In the listing below, locate the lines that hold the string "Result". Copy those lines.

++++++

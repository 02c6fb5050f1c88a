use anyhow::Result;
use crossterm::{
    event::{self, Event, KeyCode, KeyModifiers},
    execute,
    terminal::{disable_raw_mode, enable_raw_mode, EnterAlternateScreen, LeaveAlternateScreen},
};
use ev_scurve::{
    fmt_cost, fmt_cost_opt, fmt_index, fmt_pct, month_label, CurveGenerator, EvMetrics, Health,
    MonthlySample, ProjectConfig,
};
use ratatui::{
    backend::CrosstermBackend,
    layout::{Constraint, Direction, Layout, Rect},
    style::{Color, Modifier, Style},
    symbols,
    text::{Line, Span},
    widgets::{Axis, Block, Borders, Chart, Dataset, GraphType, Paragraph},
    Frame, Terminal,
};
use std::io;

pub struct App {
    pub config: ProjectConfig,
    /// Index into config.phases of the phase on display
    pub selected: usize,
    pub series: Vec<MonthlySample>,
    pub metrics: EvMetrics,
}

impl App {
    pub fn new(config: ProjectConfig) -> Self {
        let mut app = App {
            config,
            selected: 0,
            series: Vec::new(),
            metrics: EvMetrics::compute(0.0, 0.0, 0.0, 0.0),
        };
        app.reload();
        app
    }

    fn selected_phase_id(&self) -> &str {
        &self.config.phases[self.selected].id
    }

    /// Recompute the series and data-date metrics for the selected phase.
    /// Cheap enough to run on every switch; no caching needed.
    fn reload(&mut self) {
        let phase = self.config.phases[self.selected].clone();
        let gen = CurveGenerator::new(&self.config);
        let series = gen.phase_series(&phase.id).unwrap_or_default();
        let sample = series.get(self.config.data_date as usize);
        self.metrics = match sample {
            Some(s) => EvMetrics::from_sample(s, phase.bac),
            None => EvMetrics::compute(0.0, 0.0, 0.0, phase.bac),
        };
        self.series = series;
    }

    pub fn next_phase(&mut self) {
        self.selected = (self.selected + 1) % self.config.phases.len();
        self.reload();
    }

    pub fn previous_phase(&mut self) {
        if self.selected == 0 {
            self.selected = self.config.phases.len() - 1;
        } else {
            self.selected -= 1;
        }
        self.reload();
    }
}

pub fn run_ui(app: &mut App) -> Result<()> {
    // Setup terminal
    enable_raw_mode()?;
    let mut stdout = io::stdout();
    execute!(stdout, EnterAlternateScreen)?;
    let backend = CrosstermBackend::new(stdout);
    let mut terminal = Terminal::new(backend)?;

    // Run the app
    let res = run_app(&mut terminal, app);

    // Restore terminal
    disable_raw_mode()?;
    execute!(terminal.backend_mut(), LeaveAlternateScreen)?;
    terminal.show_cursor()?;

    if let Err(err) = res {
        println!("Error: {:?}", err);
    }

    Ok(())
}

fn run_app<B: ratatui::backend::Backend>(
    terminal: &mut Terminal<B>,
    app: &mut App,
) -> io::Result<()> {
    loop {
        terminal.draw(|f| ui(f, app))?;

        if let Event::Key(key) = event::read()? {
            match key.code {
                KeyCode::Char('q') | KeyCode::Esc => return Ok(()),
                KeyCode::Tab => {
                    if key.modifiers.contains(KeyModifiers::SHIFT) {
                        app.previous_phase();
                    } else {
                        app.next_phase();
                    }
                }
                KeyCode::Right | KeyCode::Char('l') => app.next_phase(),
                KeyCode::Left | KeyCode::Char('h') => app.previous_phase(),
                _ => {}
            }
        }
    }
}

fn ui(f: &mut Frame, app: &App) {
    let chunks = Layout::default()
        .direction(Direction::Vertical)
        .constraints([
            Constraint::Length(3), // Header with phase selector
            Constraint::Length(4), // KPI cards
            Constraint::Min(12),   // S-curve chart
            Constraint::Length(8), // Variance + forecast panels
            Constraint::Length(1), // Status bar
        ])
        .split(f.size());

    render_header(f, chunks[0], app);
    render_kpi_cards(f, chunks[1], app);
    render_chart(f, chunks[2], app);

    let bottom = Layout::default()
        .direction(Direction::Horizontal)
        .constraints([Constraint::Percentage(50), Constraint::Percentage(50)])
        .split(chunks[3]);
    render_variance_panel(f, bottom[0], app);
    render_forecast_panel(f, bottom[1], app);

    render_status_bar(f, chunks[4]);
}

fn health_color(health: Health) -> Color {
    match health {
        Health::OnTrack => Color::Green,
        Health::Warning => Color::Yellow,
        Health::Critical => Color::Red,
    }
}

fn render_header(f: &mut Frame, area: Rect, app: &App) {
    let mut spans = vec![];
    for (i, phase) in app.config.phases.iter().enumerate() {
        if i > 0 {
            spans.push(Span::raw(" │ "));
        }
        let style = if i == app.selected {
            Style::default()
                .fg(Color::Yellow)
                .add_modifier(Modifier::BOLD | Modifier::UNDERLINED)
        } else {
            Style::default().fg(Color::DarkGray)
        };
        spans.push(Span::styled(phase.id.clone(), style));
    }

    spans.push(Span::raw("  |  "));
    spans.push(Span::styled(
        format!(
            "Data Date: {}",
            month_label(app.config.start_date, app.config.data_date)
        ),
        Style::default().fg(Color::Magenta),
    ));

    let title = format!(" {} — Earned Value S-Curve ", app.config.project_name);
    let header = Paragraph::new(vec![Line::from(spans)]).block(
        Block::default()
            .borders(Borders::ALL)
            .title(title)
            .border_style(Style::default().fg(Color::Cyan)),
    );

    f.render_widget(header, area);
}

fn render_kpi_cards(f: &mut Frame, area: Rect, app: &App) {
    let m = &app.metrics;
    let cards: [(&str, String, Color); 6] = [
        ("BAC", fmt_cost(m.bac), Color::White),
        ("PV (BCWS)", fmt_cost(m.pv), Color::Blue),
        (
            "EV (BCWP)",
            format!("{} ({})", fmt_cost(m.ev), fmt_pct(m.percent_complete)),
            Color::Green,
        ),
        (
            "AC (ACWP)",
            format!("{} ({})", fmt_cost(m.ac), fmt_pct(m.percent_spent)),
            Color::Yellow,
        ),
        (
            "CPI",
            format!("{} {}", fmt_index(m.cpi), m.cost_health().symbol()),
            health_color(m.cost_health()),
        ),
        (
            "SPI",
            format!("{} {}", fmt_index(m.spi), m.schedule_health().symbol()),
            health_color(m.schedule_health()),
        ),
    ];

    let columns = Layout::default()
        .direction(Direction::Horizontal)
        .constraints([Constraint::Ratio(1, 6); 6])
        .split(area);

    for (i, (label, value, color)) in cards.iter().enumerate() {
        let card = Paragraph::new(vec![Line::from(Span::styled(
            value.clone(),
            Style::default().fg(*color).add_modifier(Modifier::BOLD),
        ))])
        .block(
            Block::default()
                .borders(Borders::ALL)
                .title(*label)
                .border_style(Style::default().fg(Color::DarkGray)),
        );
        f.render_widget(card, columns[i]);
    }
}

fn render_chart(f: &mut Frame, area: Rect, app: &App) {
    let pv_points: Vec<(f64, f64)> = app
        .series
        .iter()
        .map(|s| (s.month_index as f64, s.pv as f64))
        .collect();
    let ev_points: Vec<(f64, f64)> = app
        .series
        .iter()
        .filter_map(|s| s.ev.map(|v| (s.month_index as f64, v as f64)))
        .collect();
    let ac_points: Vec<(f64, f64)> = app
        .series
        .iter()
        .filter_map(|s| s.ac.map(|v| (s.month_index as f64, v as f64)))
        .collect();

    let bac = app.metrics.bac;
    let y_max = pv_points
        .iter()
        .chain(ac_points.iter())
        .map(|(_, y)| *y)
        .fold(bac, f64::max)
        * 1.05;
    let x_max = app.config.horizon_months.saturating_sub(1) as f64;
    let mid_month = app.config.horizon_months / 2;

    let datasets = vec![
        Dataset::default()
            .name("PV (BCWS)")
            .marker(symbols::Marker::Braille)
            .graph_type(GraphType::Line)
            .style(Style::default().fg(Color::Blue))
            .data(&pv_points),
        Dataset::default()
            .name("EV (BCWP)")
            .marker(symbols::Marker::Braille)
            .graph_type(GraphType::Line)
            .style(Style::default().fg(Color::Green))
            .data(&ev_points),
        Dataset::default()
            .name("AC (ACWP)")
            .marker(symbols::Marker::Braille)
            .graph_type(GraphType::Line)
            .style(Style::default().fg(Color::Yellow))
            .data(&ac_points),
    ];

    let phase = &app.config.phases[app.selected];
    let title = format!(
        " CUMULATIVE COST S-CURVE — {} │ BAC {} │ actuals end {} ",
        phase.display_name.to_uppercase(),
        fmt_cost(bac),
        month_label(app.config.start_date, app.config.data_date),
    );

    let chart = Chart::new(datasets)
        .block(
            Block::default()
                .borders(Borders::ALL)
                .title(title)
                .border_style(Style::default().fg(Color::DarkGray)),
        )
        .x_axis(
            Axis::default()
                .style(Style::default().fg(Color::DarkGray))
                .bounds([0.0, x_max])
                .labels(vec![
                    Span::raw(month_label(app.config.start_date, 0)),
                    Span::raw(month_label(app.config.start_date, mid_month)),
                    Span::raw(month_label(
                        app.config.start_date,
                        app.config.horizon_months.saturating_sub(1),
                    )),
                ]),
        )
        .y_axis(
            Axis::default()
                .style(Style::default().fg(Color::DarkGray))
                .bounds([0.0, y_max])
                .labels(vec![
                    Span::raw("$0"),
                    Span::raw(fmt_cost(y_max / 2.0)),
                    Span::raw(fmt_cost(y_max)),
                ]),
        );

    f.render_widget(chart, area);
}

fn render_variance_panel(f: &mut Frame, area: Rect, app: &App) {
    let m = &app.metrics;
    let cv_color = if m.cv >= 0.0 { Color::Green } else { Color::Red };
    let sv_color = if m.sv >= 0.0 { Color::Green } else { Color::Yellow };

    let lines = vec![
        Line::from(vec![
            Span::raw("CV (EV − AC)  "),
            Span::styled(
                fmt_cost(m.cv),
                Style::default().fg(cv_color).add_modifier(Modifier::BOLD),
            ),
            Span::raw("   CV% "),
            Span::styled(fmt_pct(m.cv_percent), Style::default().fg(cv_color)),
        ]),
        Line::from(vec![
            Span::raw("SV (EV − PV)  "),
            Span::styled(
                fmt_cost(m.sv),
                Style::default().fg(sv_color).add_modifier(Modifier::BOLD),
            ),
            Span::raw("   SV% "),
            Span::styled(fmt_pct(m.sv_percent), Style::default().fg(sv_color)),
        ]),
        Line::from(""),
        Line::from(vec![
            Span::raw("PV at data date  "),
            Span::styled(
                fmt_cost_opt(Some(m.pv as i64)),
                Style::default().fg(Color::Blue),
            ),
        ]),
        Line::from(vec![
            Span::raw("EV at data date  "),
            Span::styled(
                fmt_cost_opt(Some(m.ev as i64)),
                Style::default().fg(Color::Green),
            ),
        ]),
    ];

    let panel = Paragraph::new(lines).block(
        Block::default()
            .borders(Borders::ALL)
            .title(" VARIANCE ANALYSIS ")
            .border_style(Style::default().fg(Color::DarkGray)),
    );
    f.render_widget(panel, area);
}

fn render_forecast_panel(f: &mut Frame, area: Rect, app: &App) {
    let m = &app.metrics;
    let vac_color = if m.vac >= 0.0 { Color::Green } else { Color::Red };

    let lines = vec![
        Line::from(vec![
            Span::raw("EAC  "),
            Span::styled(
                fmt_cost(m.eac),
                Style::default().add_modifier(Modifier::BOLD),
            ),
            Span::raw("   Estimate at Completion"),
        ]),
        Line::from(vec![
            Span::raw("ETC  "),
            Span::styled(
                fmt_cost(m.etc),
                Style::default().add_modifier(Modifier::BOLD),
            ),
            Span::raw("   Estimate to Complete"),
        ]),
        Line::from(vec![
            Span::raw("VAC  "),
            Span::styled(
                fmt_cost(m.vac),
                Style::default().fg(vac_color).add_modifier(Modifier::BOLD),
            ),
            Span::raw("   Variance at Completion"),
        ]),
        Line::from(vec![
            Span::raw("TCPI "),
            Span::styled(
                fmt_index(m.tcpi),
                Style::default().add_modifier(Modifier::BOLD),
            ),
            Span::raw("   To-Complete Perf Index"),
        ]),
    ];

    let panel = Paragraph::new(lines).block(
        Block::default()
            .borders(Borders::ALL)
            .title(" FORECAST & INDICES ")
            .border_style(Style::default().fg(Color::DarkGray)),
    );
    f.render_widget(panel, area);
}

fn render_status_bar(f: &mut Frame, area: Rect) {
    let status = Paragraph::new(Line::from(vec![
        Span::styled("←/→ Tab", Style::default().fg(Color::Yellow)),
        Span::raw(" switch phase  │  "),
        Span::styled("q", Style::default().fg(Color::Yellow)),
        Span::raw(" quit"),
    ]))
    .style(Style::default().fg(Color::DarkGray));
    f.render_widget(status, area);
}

++++++

Answer to this exercise:
use anyhow::Result;
pub fn run_ui(app: &mut App) -> Result<()> {
) -> io::Result<()> {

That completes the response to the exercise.